◆ About this exercise ◆
Word for word, give the entries back.

◆ Excerpted records ◆

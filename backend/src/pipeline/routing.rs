use shared::{Detection, FinalStatus, LeafClass};

/// Response label for the zero-detections outcome.
pub const HEALTHY_LABEL: &str = "Healthy";

/// Next action after classification.
#[derive(Debug, Clone, Copy, PartialEq, Eq)]
pub enum RouteAction {
    RunDetector,
    RequestCrop,
    Reject,
}

/// Single source of truth for where each label goes. Exhaustive on purpose:
/// a new label does not compile until it has a destination.
pub fn route(best_class: LeafClass) -> RouteAction {
    match best_class {
        LeafClass::PepperBell | LeafClass::Potato | LeafClass::Tomato => RouteAction::RunDetector,
        LeafClass::WholePlant => RouteAction::RequestCrop,
        LeafClass::Others => RouteAction::Reject,
    }
}

/// Terminal status for a classification outcome. Species labels are
/// `yolo_detected` whether or not the detector found anything; zero boxes is
/// still a detector verdict.
pub fn final_status_for(best_class: LeafClass, _detections: Option<&[Detection]>) -> FinalStatus {
    match best_class {
        LeafClass::PepperBell | LeafClass::Potato | LeafClass::Tomato => FinalStatus::YoloDetected,
        LeafClass::WholePlant => FinalStatus::NeedCrop,
        LeafClass::Others => FinalStatus::NotPlant,
    }
}

/// Best-effort severity string. Upstream never defined a real taxonomy, so
/// this intentionally stays two-valued.
pub fn severity_for(disease: &str) -> &'static str {
    if disease == HEALTHY_LABEL {
        "Healthy"
    } else {
        "Unknown"
    }
}
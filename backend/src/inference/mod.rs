pub mod classifier;
pub mod detector;

pub use classifier::LeafClassifier;
pub use detector::DiseaseDetector;

use shared::{ClassificationSummary, Detection, LeafClass};
use std::collections::HashMap;

#[derive(Debug, thiserror::Error)]
pub enum InferenceError {
    #[error("preprocessing failed: {0}")]
    Preprocessing(String),
    #[error("model error: {0}")]
    Model(#[from] tch::TchError),
    #[error("unexpected model output: {0}")]
    UnexpectedOutput(String),
}

/// First-stage classifier seam. Implementations must be safe to share
/// read-only across concurrent requests.
pub trait Classify: Send + Sync {
    fn classify(&self, image: &[u8]) -> Result<ClassificationSummary, InferenceError>;
}

/// Second-stage detector seam. Returns zero or more localized detections
/// ordered by descending confidence.
pub trait Detect: Send + Sync {
    fn detect(&self, image: &[u8]) -> Result<Vec<Detection>, InferenceError>;
}

/// Collapses a softmaxed score vector into the summary the pipeline routes on.
/// Score order must match `LeafClass::ALL`.
pub fn summarize_scores(scores: &[f32]) -> Result<ClassificationSummary, InferenceError> {
    if scores.len() != LeafClass::ALL.len() {
        return Err(InferenceError::UnexpectedOutput(format!(
            "classifier returned {} scores for {} labels",
            scores.len(),
            LeafClass::ALL.len()
        )));
    }

    let mut best_idx = 0;
    for (i, score) in scores.iter().enumerate() {
        if *score > scores[best_idx] {
            best_idx = i;
        }
    }

    let mean_score = scores.iter().sum::<f32>() / scores.len() as f32;
    let all_scores: HashMap<LeafClass, f32> = LeafClass::ALL
        .iter()
        .zip(scores.iter())
        .map(|(class, score)| (*class, *score))
        .collect();

    Ok(ClassificationSummary {
        best_class: LeafClass::ALL[best_idx],
        best_score: scores[best_idx],
        mean_score,
        all_scores,
    })
}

◆ Your response ◆
filename backend/src/pipeline/routing.rs
use shared::{Detection, FinalStatus, LeafClass};

/// Response label for the zero-detections outcome.
pub const HEALTHY_LABEL: &str = "Healthy";

/// Next action after classification.
#[derive(Debug, Clone, Copy, PartialEq, Eq)]
pub enum RouteAction {
    RunDetector,
    RequestCrop,
    Reject,
}

/// Single source of truth for where each label goes. Exhaustive on purpose:
/// a new label does not compile until it has a destination.
pub fn route(best_class: LeafClass) -> RouteAction {
    match best_class {
        LeafClass::PepperBell | LeafClass::Potato | LeafClass::Tomato => RouteAction::RunDetector,
        LeafClass::WholePlant => RouteAction::RequestCrop,
        LeafClass::Others => RouteAction::Reject,
    }
}

/// Terminal status for a classification outcome. Species labels are
/// `yolo_detected` whether or not the detector found anything; zero boxes is
/// still a detector verdict.
pub fn final_status_for(best_class: LeafClass, _detections: Option<&[Detection]>) -> FinalStatus {
    match best_class {
        LeafClass::PepperBell | LeafClass::Potato | LeafClass::Tomato => FinalStatus::YoloDetected,
        LeafClass::WholePlant => FinalStatus::NeedCrop,
        LeafClass::Others => FinalStatus::NotPlant,
    }
}

/// Best-effort severity string. Upstream never defined a real taxonomy, so
/// this intentionally stays two-valued.
pub fn severity_for(disease: &str) -> &'static str {
    if disease == HEALTHY_LABEL {
        "Healthy"
    } else {
        "Unknown"
    }
}
filename backend/src/inference/mod.rs
pub mod classifier;
pub mod detector;

pub use classifier::LeafClassifier;
pub use detector::DiseaseDetector;

use shared::{ClassificationSummary, Detection, LeafClass};
use std::collections::HashMap;

#[derive(Debug, thiserror::Error)]
pub enum InferenceError {
    #[error("preprocessing failed: {0}")]
    Preprocessing(String),
    #[error("model error: {0}")]
    Model(#[from] tch::TchError),
    #[error("unexpected model output: {0}")]
    UnexpectedOutput(String),
}

/// First-stage classifier seam. Implementations must be safe to share
/// read-only across concurrent requests.
pub trait Classify: Send + Sync {
    fn classify(&self, image: &[u8]) -> Result<ClassificationSummary, InferenceError>;
}

/// Second-stage detector seam. Returns zero or more localized detections
/// ordered by descending confidence.
pub trait Detect: Send + Sync {
    fn detect(&self, image: &[u8]) -> Result<Vec<Detection>, InferenceError>;
}

/// Collapses a softmaxed score vector into the summary the pipeline routes on.
/// Score order must match `LeafClass::ALL`.
pub fn summarize_scores(scores: &[f32]) -> Result<ClassificationSummary, InferenceError> {
    if scores.len() != LeafClass::ALL.len() {
        return Err(InferenceError::UnexpectedOutput(format!(
            "classifier returned {} scores for {} labels",
            scores.len(),
            LeafClass::ALL.len()
        )));
    }

    let mut best_idx = 0;
    for (i, score) in scores.iter().enumerate() {
        if *score > scores[best_idx] {
            best_idx = i;
        }
    }

    let mean_score = scores.iter().sum::<f32>() / scores.len() as f32;
    let all_scores: HashMap<LeafClass, f32> = LeafClass::ALL
        .iter()
        .zip(scores.iter())
        .map(|(class, score)| (*class, *score))
        .collect();

    Ok(ClassificationSummary {
        best_class: LeafClass::ALL[best_idx],
        best_score: scores[best_idx],
        mean_score,
        all_scores,
    })
}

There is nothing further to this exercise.